Skip to main content

Module l2_norm

Module l2_norm 

Source
Expand description

L2 Normalization GPU dispatch.

Computes: x / sqrt(sum(x^2) + eps) over the last dimension.

Used by Gated DeltaNet to normalize Q and K after the conv1d state update (ADR-013 Decision 3; spec derived from the mathematical definition of L2 norm, not from llama.cpp source).

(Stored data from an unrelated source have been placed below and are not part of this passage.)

/// duel3d Web - WebGL frontend for the cube viewer and the robot fight
///
/// The page owns the animation loop: it forwards `keydown` / `keyup` names and
/// calls `frame` from `requestAnimationFrame`.
use std::time::Duration;

use duel3d_core::arena::{arena_scene, Primitive, CLEAR_COLOR};
use duel3d_core::{random_face_colors, Arena, Camera, ClipVolume, CubeViewer, ViewerSettings};
use tracing::{info, warn};
use wasm_bindgen::prelude::*;
use wasm_bindgen::JsCast;
use web_sys::{Document, Element, HtmlCanvasElement, WebGlBuffer, WebGlUniformLocation};

mod error;
mod gl;

pub use crate::error::Error;
use crate::gl::{ShaderProgram, GL};

const BANNER_HIDDEN: &str = "position: absolute; top: 10px; left: 50%; \
    transform: translateX(-50%); color: white; font-size: 24px; display: none;";
const BANNER_VISIBLE: &str = "position: absolute; top: 10px; left: 50%; \
    transform: translateX(-50%); color: white; font-size: 24px; display: block;";

fn document() -> Result<Document, Error> {
    web_sys::window()
        .ok_or(Error::UnableToRetrieveWindow)?
        .document()
        .ok_or(Error::UnableToRetrieveDocument)
}

fn canvas_context(document: &Document, canvas_id: &str) -> Result<(HtmlCanvasElement, GL), Error> {
    let canvas = document
        .get_element_by_id(canvas_id)
        .and_then(|element| element.dyn_into::<HtmlCanvasElement>().ok())
        .ok_or_else(|| Error::UnableToRetrieveCanvas(canvas_id.to_string()))?;

    let gl = canvas
        .get_context("webgl")
        .ok()
        .flatten()
        .and_then(|context| context.dyn_into::<GL>().ok())
        .ok_or(Error::FailedToRetrieveWebGlRenderingContext)?;

    Ok((canvas, gl))
}

/// Four coloured cubes orbiting the y axis
#[wasm_bindgen]
pub struct WebCubeViewer {
    gl: GL,
    matrix: WebGlUniformLocation,
    vertex_count: usize,
    viewer: CubeViewer,
}

impl WebCubeViewer {
    fn create(canvas_id: &str) -> Result<Self, Error> {
        let (canvas, gl) = canvas_context(&document()?, canvas_id)?;

        let program = ShaderProgram::link(&gl, gl::CUBE_VERTEX_SHADER, gl::CUBE_FRAGMENT_SHADER)?;
        program.use_program(&gl);
        gl.enable(GL::DEPTH_TEST);

        let seed = (js_sys::Math::random() * u32::MAX as f64) as u64;
        let viewer = CubeViewer::new(
            Camera::default(),
            ClipVolume::default(),
            ViewerSettings::default(),
            &random_face_colors(seed),
        );

        let positions = gl::create_buffer(&gl)?;
        gl::upload(&gl, &positions, &viewer.mesh().positions(), GL::STATIC_DRAW);
        gl::bind_attribute(&gl, &positions, program.attribute(&gl, "position")?, 3);

        let colors = gl::create_buffer(&gl)?;
        gl::upload(&gl, &colors, &viewer.mesh().colors(), GL::STATIC_DRAW);
        gl::bind_attribute(&gl, &colors, program.attribute(&gl, "color")?, 3);

        let matrix = program.uniform(&gl, "matrix")?;
        gl.clear_color(1.0, 1.0, 1.0, 1.0);
        gl.viewport(0, 0, canvas.width() as i32, canvas.height() as i32);

        info!(seed, "cube viewer ready");
        Ok(Self {
            gl,
            matrix,
            vertex_count: viewer.mesh().vertex_count(),
            viewer,
        })
    }
}

#[wasm_bindgen]
impl WebCubeViewer {
    #[wasm_bindgen(constructor)]
    pub fn new(canvas_id: &str) -> Result<WebCubeViewer, JsValue> {
        Ok(Self::create(canvas_id)?)
    }

    /// `1` selects orthographic, `2` perspective
    pub fn key_down(&mut self, key: &str) -> bool {
        self.viewer.key_down(key)
    }

    pub fn key_up(&mut self, _key: &str) -> bool {
        false
    }

    pub fn frame(&mut self, _timestamp_ms: f64) {
        self.gl.clear(GL::COLOR_BUFFER_BIT | GL::DEPTH_BUFFER_BIT);
        self.viewer.advance();
        for matrix in self.viewer.frame_matrices() {
            self.gl
                .uniform_matrix4fv_with_f32_array(Some(&self.matrix), false, matrix.as_slice());
            gl::draw(&self.gl, Primitive::Triangles, self.vertex_count);
        }
    }
}

/// The two-player robot fight
#[wasm_bindgen]
pub struct WebArena {
    gl: GL,
    buffer: WebGlBuffer,
    translation: WebGlUniformLocation,
    color: WebGlUniformLocation,
    banner: Element,
    banner_text: BannerText,
    arena: Arena,
}

/// Last text written to the banner element; `None` while hidden
#[derive(Debug, Default)]
struct BannerText {
    shown: Option<String>,
}

impl BannerText {
    /// Records `text` and returns whether it differs from what is shown
    fn update(&mut self, text: Option<String>) -> bool {
        if self.shown == text {
            return false;
        }
        self.shown = text;
        true
    }

    fn style(&self) -> &'static str {
        if self.shown.is_some() {
            BANNER_VISIBLE
        } else {
            BANNER_HIDDEN
        }
    }
}

impl WebArena {
    fn create(canvas_id: &str) -> Result<Self, Error> {
        let document = document()?;
        let (canvas, gl) = canvas_context(&document, canvas_id)?;

        if let Some(window) = web_sys::window() {
            let inner = |size: Result<JsValue, JsValue>| size.ok().and_then(|v| v.as_f64());
            if let (Some(width), Some(height)) = (inner(window.inner_width()), inner(window.inner_height())) {
                canvas.set_width(width as u32);
                canvas.set_height(height as u32);
            }
        }
        gl.viewport(0, 0, canvas.width() as i32, canvas.height() as i32);

        let program = ShaderProgram::link(&gl, gl::SHAPE_VERTEX_SHADER, gl::SHAPE_FRAGMENT_SHADER)?;
        program.use_program(&gl);

        let buffer = gl::create_buffer(&gl)?;
        gl::bind_attribute(&gl, &buffer, program.attribute(&gl, "a_position")?, 2);
        let translation = program.uniform(&gl, "u_translation")?;
        let color = program.uniform(&gl, "u_color")?;

        let banner = document
            .create_element("div")
            .map_err(|_| Error::ElementCreationError("div"))?;
        banner
            .set_attribute("style", BANNER_HIDDEN)
            .map_err(|_| Error::ElementCreationError("div"))?;
        document
            .body()
            .ok_or(Error::UnableToRetrieveBody)?
            .append_child(&banner)
            .map_err(|_| Error::ElementCreationError("div"))?;

        info!("arena ready");
        Ok(Self {
            gl,
            buffer,
            translation,
            color,
            banner,
            banner_text: BannerText::default(),
            arena: Arena::default(),
        })
    }

    fn refresh_banner(&mut self) {
        if !self.banner_text.update(self.arena.banner()) {
            return;
        }
        if let Some(text) = &self.banner_text.shown {
            self.banner.set_text_content(Some(text.as_str()));
        }
        if let Err(err) = self.banner.set_attribute("style", self.banner_text.style()) {
            warn!(?err, "failed to update banner style");
        }
    }
}

#[wasm_bindgen]
impl WebArena {
    #[wasm_bindgen(constructor)]
    pub fn new(canvas_id: &str) -> Result<WebArena, JsValue> {
        Ok(Self::create(canvas_id)?)
    }

    /// Returns whether the key is bound
    pub fn key_down(&mut self, key: &str) -> bool {
        self.arena.key_down(key)
    }

    pub fn key_up(&mut self, key: &str) -> bool {
        self.arena.key_up(key)
    }

    pub fn frame(&mut self, timestamp_ms: f64) {
        self.arena.tick(Duration::from_secs_f64(timestamp_ms.max(0.0) / 1000.0));
        self.refresh_banner();

        let [r, g, b, a] = CLEAR_COLOR;
        self.gl.clear_color(r, g, b, a);
        self.gl.clear(GL::COLOR_BUFFER_BIT);

        for shape in arena_scene(self.arena.state()) {
            gl::upload(&self.gl, &self.buffer, &shape.flat_vertices(), GL::DYNAMIC_DRAW);
            self.gl.uniform4fv_with_f32_array(Some(&self.color), &shape.color);
            let [x, y] = shape.offset;
            self.gl.uniform2f(Some(&self.translation), x, y);
            gl::draw(&self.gl, shape.primitive, shape.vertices.len());
        }
    }
}

#[wasm_bindgen(start)]
pub fn start() {
    use tracing_subscriber::layer::SubscriberExt;
    use tracing_subscriber::util::SubscriberInitExt;

    console_error_panic_hook::set_once();

    tracing_subscriber::registry()
        .with(
            tracing_subscriber::fmt::layer()
                .with_ansi(false)
                .without_time()
                .with_writer(tracing_web::MakeWebConsoleWriter::new()),
        )
        .init();
}

#[cfg(test)]
mod tests {
    use super::*;

    #[test]
    fn test_banner_written_only_on_change() {
        let mut banner = BannerText::default();
        assert_eq!(banner.style(), BANNER_HIDDEN);
        assert!(!banner.update(None));

        assert!(banner.update(Some("Player 1 wins!".to_string())));
        assert_eq!(banner.style(), BANNER_VISIBLE);
        // the same winner on later frames leaves the element alone
        assert!(!banner.update(Some("Player 1 wins!".to_string())));

        assert!(banner.update(None));
        assert_eq!(banner.style(), BANNER_HIDDEN);
    }

    #[test]
    fn test_arena_clears_to_opaque_black() {
        assert_eq!(CLEAR_COLOR, [0.0, 0.0, 0.0, 1.0]);
    }
}
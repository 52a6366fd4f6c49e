/// Rotating-cube viewer state
use tracing::debug;

use crate::geometry::{Mesh, Rgb};
use crate::projection::{Camera, ClipVolume, ProjectionMode};
use crate::transform::Matrix;

/// Where the four cubes sit before orbiting the y axis
const ORBIT_OFFSETS: [[f32; 3]; 4] = [
    [0.0, 0.0, 1.0],
    [0.0, 0.0, -1.0],
    [1.0, 0.0, 0.0],
    [-1.0, 0.0, 0.0],
];
const CUBE_SCALE: f32 = 0.5;

/// Viewer settings that are not camera placement
#[derive(Debug, Clone, Copy, PartialEq)]
pub struct ViewerSettings {
    pub mode: ProjectionMode,
    /// Orbit speed in degrees per frame
    pub spin: f32,
}

impl Default for ViewerSettings {
    fn default() -> Self {
        Self {
            mode: ProjectionMode::Orthographic,
            spin: 1.0,
        }
    }
}

/// Four unit cubes orbiting the y axis, seen through one camera
#[derive(Debug, Clone)]
pub struct CubeViewer {
    pub camera: Camera,
    pub clip: ClipVolume,
    pub settings: ViewerSettings,
    mesh: Mesh,
    /// Orbit angle in degrees
    theta: f32,
    view_projection: Matrix,
}

impl CubeViewer {
    pub fn new(camera: Camera, clip: ClipVolume, settings: ViewerSettings, face_colors: &[Rgb; 6]) -> Self {
        Self {
            view_projection: camera.view_projection(settings.mode, &clip),
            camera,
            clip,
            settings,
            mesh: Mesh::cube(1.0, face_colors),
            theta: 0.0,
        }
    }

    pub fn mesh(&self) -> &Mesh {
        &self.mesh
    }

    pub fn theta(&self) -> f32 {
        self.theta
    }

    pub fn mode(&self) -> ProjectionMode {
        self.settings.mode
    }

    pub fn set_mode(&mut self, mode: ProjectionMode) {
        if mode != self.settings.mode {
            debug!(?mode, "projection changed");
        }
        self.settings.mode = mode;
        self.view_projection = self.camera.view_projection(mode, &self.clip);
    }

    /// `1` selects orthographic, `2` perspective. Returns whether the key was used.
    pub fn key_down(&mut self, key: &str) -> bool {
        let mode = match key {
            "1" => ProjectionMode::Orthographic,
            "2" => ProjectionMode::Perspective,
            _ => return false,
        };
        self.set_mode(mode);
        true
    }

    /// Advance the orbit by one frame
    pub fn advance(&mut self) {
        self.theta = (self.theta + self.settings.spin) % 360.0;
    }

    /// Model matrices of the four cubes: orbit, then offset, then shrink
    pub fn model_matrices(&self) -> [Matrix; 4] {
        let orbit = Matrix::identity().y_rotate(self.theta.to_radians());
        ORBIT_OFFSETS.map(|[x, y, z]| {
            orbit
                .translate(x, y, z)
                .scale(CUBE_SCALE, CUBE_SCALE, CUBE_SCALE)
        })
    }

    /// Full clip-space matrices, one per cube
    pub fn frame_matrices(&self) -> [Matrix; 4] {
        self.model_matrices().map(|model| self.view_projection * model)
    }
}

#[cfg(test)]
mod tests {
    use super::*;
    use crate::geometry::random_face_colors;

    fn viewer() -> CubeViewer {
        CubeViewer::new(
            Camera::default(),
            ClipVolume::default(),
            ViewerSettings::default(),
            &random_face_colors(0),
        )
    }

    #[test]
    fn test_keys_switch_projection() {
        let mut v = viewer();
        assert_eq!(v.mode(), ProjectionMode::Orthographic);
        assert!(v.key_down("2"));
        assert_eq!(v.mode(), ProjectionMode::Perspective);
        assert!(!v.key_down("3"));
        assert_eq!(v.mode(), ProjectionMode::Perspective);
        assert!(v.key_down("1"));
        assert_eq!(v.mode(), ProjectionMode::Orthographic);
    }

    #[test]
    fn test_orbit_advances_and_wraps() {
        let mut v = viewer();
        for _ in 0..361 {
            v.advance();
        }
        assert!((v.theta() - 1.0).abs() < 1e-3);
    }

    #[test]
    fn test_cube_centres_orbit() {
        let mut v = viewer();
        let centre = |v: &CubeViewer| v.model_matrices()[0].transform_point(&[0.0, 0.0, 0.0]);
        let start = centre(&v);
        assert!((start[2] - 1.0).abs() < 1e-6);

        for _ in 0..90 {
            v.advance();
        }
        // a quarter turn about y carries +z onto +x
        let quarter = centre(&v);
        assert!((quarter[0] - 1.0).abs() < 1e-3);
        assert!(quarter[2].abs() < 1e-3);
    }

    #[test]
    fn test_cubes_are_scaled() {
        let v = viewer();
        let m = v.model_matrices()[2];
        let corner = m.transform_point(&[0.5, 0.5, 0.5]);
        assert!((corner[0] - 1.25).abs() < 1e-6);
        assert!((corner[1] - 0.25).abs() < 1e-6);
    }

    #[test]
    fn test_frame_matrices_stay_in_view() {
        let mut v = viewer();
        for mode in [ProjectionMode::Orthographic, ProjectionMode::Perspective] {
            v.set_mode(mode);
            for m in v.frame_matrices() {
                let [x, y, z, w] = m.transform_point(&[0.0, 0.0, 0.0]);
                for c in [x / w, y / w, z / w] {
                    assert!((-1.0..=1.0).contains(&c), "{mode:?}: {c}");
                }
            }
        }
    }
}
/// 3-vector helpers used to build camera bases and rotation axes
pub type Vector = [f32; 3];

/// Euclidean length of `v`
pub fn vector_modulus(v: &Vector) -> f32 {
    (v[0] * v[0] + v[1] * v[1] + v[2] * v[2]).sqrt()
}

/// `v` scaled to unit length.
///
/// The zero vector has no direction; passing it yields NaN components.
pub fn unit_vector(v: &Vector) -> Vector {
    let modulus = vector_modulus(v);
    v.map(|c| c / modulus)
}

/// Right-handed cross product `a × b`
pub fn cross_product(a: &Vector, b: &Vector) -> Vector {
    [
        a[1] * b[2] - a[2] * b[1],
        a[2] * b[0] - a[0] * b[2],
        a[0] * b[1] - a[1] * b[0],
    ]
}

/// Component-wise `a - b`
pub fn difference(a: &Vector, b: &Vector) -> Vector {
    [a[0] - b[0], a[1] - b[1], a[2] - b[2]]
}

#[cfg(test)]
mod tests {
    use super::*;
    use nalgebra::Vector3;

    #[test]
    fn test_unit_vector_has_unit_length() {
        for v in [[3.0, 4.0, 0.0], [1.0, 1.0, 2.0], [-0.2, 7.5, -3.0]] {
            let u = unit_vector(&v);
            assert!((vector_modulus(&u) - 1.0).abs() < 1e-6);
        }
    }

    #[test]
    fn test_unit_vector_of_zero_is_nan() {
        let u = unit_vector(&[0.0, 0.0, 0.0]);
        assert!(u.iter().all(|c| c.is_nan()));
    }

    #[test]
    fn test_cross_product_anticommutes() {
        let a = [1.0, 2.0, 3.0];
        let b = [-4.0, 0.5, 2.0];
        let ab = cross_product(&a, &b);
        let ba = cross_product(&b, &a);
        for i in 0..3 {
            assert!((ab[i] + ba[i]).abs() < 1e-6);
        }
    }

    #[test]
    fn test_cross_product_matches_nalgebra() {
        let a = [0.3, -1.0, 2.0];
        let b = [1.5, 0.25, -0.75];
        let expected = Vector3::from(a).cross(&Vector3::from(b));
        let actual = cross_product(&a, &b);
        assert!((Vector3::from(actual) - expected).norm() < 1e-6);
    }

    #[test]
    fn test_basis_vectors() {
        assert_eq!(cross_product(&[1.0, 0.0, 0.0], &[0.0, 1.0, 0.0]), [0.0, 0.0, 1.0]);
        assert_eq!(vector_modulus(&[3.0, 4.0, 0.0]), 5.0);
        assert_eq!(difference(&[1.0, 1.0, 2.0], &[0.0, 1.0, 0.5]), [1.0, 0.0, 1.5]);
    }
}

Reduction is always performed in f32 for numerical stability regardless of input dtype.

§Invariants

  • Input and output share the same shape [rows, dim] and dtype.
  • params_buf must hold exactly [eps, dim as f32] as two contiguous f32.
  • rows > 0, dim > 0, input.elements() == rows * dim.

§Threadgroup shape

One threadgroup per row; threadgroup size = min(256, next_power_of_two(dim)). Shared memory of tg_size floats is used for the tree reduction.

Statics§

L2_NORM_SHADER_SOURCE
MSL source for the L2 norm kernels (embedded at compile time).

Functions§

dispatch_l2_norm
Dispatch an L2 normalization operation on the GPU.
dispatch_l2_norm_scale_f32
Dispatch a fused L2 normalization + scalar multiply on the GPU.
register
Register L2 norm shader sources with the given kernel registry.